The rapid development of artificial intelligence technology has created the most unlikely winner in the stock market.

Energy companies that will meet growing demand for data center power and generative AI have gone from the market’s sleepiest fixed-stock investment to the hottest bet on the AI ​​boom.


After the market’s worst performance in more than two decades in 2023, the utilities sector is clearly on Wall Street this year, marking a dramatic shift in sentiment and rising stock prices as investors bet on the companies that will power the future of artificial intelligence.

The tools shine


Utilities typically play a defensive stock game because they offer consistent and stable profits even in times of recession because revenues from providing customers with electricity and water are stable and safe even in times of economic downturn – everyone needs the services these companies provide.




The flip side of utility stocks is that they don’t grow when the economy is booming. They also suffer in a high-interest rate environment like the current one because investors seek higher-yield alternatives, such as Treasury yields, as interest rates rise.

When the low interest rate environment ended when the Fed started raising rates, utilities – whose dividends yielded more than the 10-year Treasury yield at near-zero interest rates – fell out of favor.

Related: Why oil may regain growth momentum

Last year, as interest rates rose, the Dow Jones Utility Index fell 7.2%, while the S&P 500 Index rose 26.3%. It was the worst performance for the utilities sector compared to the broader market since 1999, according to data compiled by The Wall Street Journal.

This year, however, utilities have seen a marked shift in their stock market performance as a growing number of investors see these companies as the big winners from AI-driven energy demand growth, high interest rates or not.


The S&P 500 utilities sector was the major index’s best-performing sector so far in the second quarter and its third-best performing sector since then.

Analysts believe that this year’s change in the fortunes of utility companies has little to do with concerns about the economy and everything to do with the expected increase in energy demand thanks to AI technologies.

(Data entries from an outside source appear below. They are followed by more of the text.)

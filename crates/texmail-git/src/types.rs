//! Core types for the texmail git layer.
//!
//! These types form the vocabulary shared between the [`GitRepo`](crate::GitRepo)
//! trait and the build pipeline. They contain no gix types; the backend is an
//! implementation detail.

use std::fmt;
use std::str::FromStr;

// ---------------------------------------------------------------------------
// GitOid
// ---------------------------------------------------------------------------

/// A git object identifier (SHA-1, 20 bytes).
///
/// Stored as raw bytes for cheap comparison and Copy semantics.
/// Displays as 40 lowercase hex characters.
#[derive(Clone, Copy, PartialEq, Eq, Hash, PartialOrd, Ord)]
pub struct GitOid([u8; 20]);

impl GitOid {
    /// Create a `GitOid` from raw bytes.
    #[must_use]
    pub const fn from_bytes(bytes: [u8; 20]) -> Self {
        Self(bytes)
    }

    /// Return the raw bytes.
    #[must_use]
    pub const fn as_bytes(&self) -> &[u8; 20] {
        &self.0
    }

    /// The first `len` hex characters of the OID (clamped to 40).
    #[must_use]
    pub fn short(&self, len: usize) -> String {
        let mut hex = self.to_string();
        hex.truncate(len.min(40));
        hex
    }
}

impl fmt::Display for GitOid {
    fn fmt(&self, f: &mut fmt::Formatter<'_>) -> fmt::Result {
        for byte in &self.0 {
            write!(f, "{byte:02x}")?;
        }
        Ok(())
    }
}

impl fmt::Debug for GitOid {
    fn fmt(&self, f: &mut fmt::Formatter<'_>) -> fmt::Result {
        write!(f, "GitOid({self})")
    }
}

impl FromStr for GitOid {
    type Err = OidParseError;

    fn from_str(s: &str) -> Result<Self, Self::Err> {
        if s.len() != 40 {
            return Err(OidParseError {
                value: s.to_owned(),
                reason: format!("expected 40 hex characters, got {}", s.len()),
            });
        }
        let mut bytes = [0u8; 20];
        for (i, chunk) in s.as_bytes().chunks(2).enumerate() {
            let hi = hex_digit(chunk[0]).ok_or_else(|| OidParseError {
                value: s.to_owned(),
                reason: format!("invalid hex digit '{}'", chunk[0] as char),
            })?;
            let lo = hex_digit(chunk[1]).ok_or_else(|| OidParseError {
                value: s.to_owned(),
                reason: format!("invalid hex digit '{}'", chunk[1] as char),
            })?;
            bytes[i] = (hi << 4) | lo;
        }
        Ok(Self(bytes))
    }
}

/// Error from parsing a hex string into a [`GitOid`].
#[derive(Clone, Debug, PartialEq, Eq)]
pub struct OidParseError {
    /// The raw value that failed.
    pub value: String,
    /// Why it failed.
    pub reason: String,
}

impl fmt::Display for OidParseError {
    fn fmt(&self, f: &mut fmt::Formatter<'_>) -> fmt::Result {
        write!(f, "invalid OID {:?}: {}", self.value, self.reason)
    }
}

impl std::error::Error for OidParseError {}

const fn hex_digit(b: u8) -> Option<u8> {
    match b {
        b'0'..=b'9' => Some(b - b'0'),
        b'a'..=b'f' => Some(b - b'a' + 10),
        b'A'..=b'F' => Some(b - b'A' + 10),
        _ => None,
    }
}

// ---------------------------------------------------------------------------
// Tree types
// ---------------------------------------------------------------------------

/// The file mode of a tree entry (analogous to `git ls-tree` mode column).
#[derive(Clone, Copy, Debug, PartialEq, Eq, Hash)]
pub enum EntryMode {
    /// Regular file (`100644`).
    Blob,
    /// Executable file (`100755`).
    BlobExecutable,
    /// Subdirectory (`040000`).
    Tree,
    /// Symbolic link (`120000`).
    Link,
    /// Gitlink / submodule (`160000`).
    Commit,
}

/// A single entry in a git tree object.
#[derive(Clone, Debug, PartialEq, Eq)]
pub struct TreeEntry {
    /// File or directory name (just the basename, not a full path).
    pub name: String,
    /// The entry mode.
    pub mode: EntryMode,
    /// The OID of the blob, tree, or commit this entry points to.
    pub oid: GitOid,
}

/// A file reached by a recursive tree walk.
///
/// Produced by [`GitRepo::walk_files`](crate::GitRepo::walk_files).
#[derive(Clone, Debug, PartialEq, Eq)]
pub struct FileEntry {
    /// Slash-separated path relative to the tree root (e.g. `"figs/a.png"`).
    pub path: String,
    /// The entry mode (never [`EntryMode::Tree`] or [`EntryMode::Commit`]).
    pub mode: EntryMode,
    /// OID of the blob holding the file content.
    pub oid: GitOid,
}

// ---------------------------------------------------------------------------
// Signature
// ---------------------------------------------------------------------------

/// An author or committer identity with its timestamp.
///
/// `offset_minutes` is the UTC offset recorded in the commit, so the original
/// wall-clock time of the author can be reconstructed.
#[derive(Clone, Debug, PartialEq, Eq)]
pub struct Signature {
    /// Display name (e.g. `"Alice"`).
    pub name: String,
    /// Email address without angle brackets.
    pub email: String,
    /// Seconds since the Unix epoch.
    pub time: i64,
    /// UTC offset in minutes (e.g. `120` for `+0200`).
    pub offset_minutes: i32,
}

impl fmt::Display for Signature {
    fn fmt(&self, f: &mut fmt::Formatter<'_>) -> fmt::Result {
        write!(f, "{} <{}>", self.name, self.email)
    }
}

// ---------------------------------------------------------------------------
// Commit types
// ---------------------------------------------------------------------------

/// Information about a commit object.
///
/// Returned by [`GitRepo::read_commit`](crate::GitRepo::read_commit).
#[derive(Clone, Debug, PartialEq, Eq)]
pub struct CommitInfo {
    /// OID of the commit itself.
    pub oid: GitOid,
    /// OID of the tree this commit points to.
    pub tree_oid: GitOid,
    /// OIDs of parent commits (empty for root commits).
    pub parents: Vec<GitOid>,
    /// The full commit message, including its trailing newline.
    pub message: String,
    /// Author identity and timestamp.
    pub author: Signature,
    /// Committer identity and timestamp.
    pub committer: Signature,
}

// ---------------------------------------------------------------------------
// Tests
// ---------------------------------------------------------------------------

The demand for power controlled by artificial intelligence is growing

Data centers, especially those powering generative artificial intelligence and cryptocurrency mining, haven’t been the only energy suckers in recent years. The relocation of production of technology components and equipment, including semiconductors, hydrogen electrolysers and other factories created with incentives under the Inflation Control Act, is also straining U.S. energy grids. Utilities and regulators have significantly raised their forecasts for peak power demand in the coming decade.

NextEra Energy CEO John Ketchum told analysts on the company’s earnings call last month: “We’ve been in a period of static demand for decades, and it’s not just coming from data centers. It comes from separating from China, creating more domestic manufacturing around the industry, around chip manufacturing, the oil and gas industry continues to electrify.”

“We continue to see significant demand for electricity, even outside of data centers.”

Consulting firm Grid Strategies released a report earlier this year analyzing data from utility regulators’ findings. The analysis found that network planners have almost doubled their five-year load growth forecast over the past year, with investment in new manufacturing, industrial and data center facilities being the main drivers.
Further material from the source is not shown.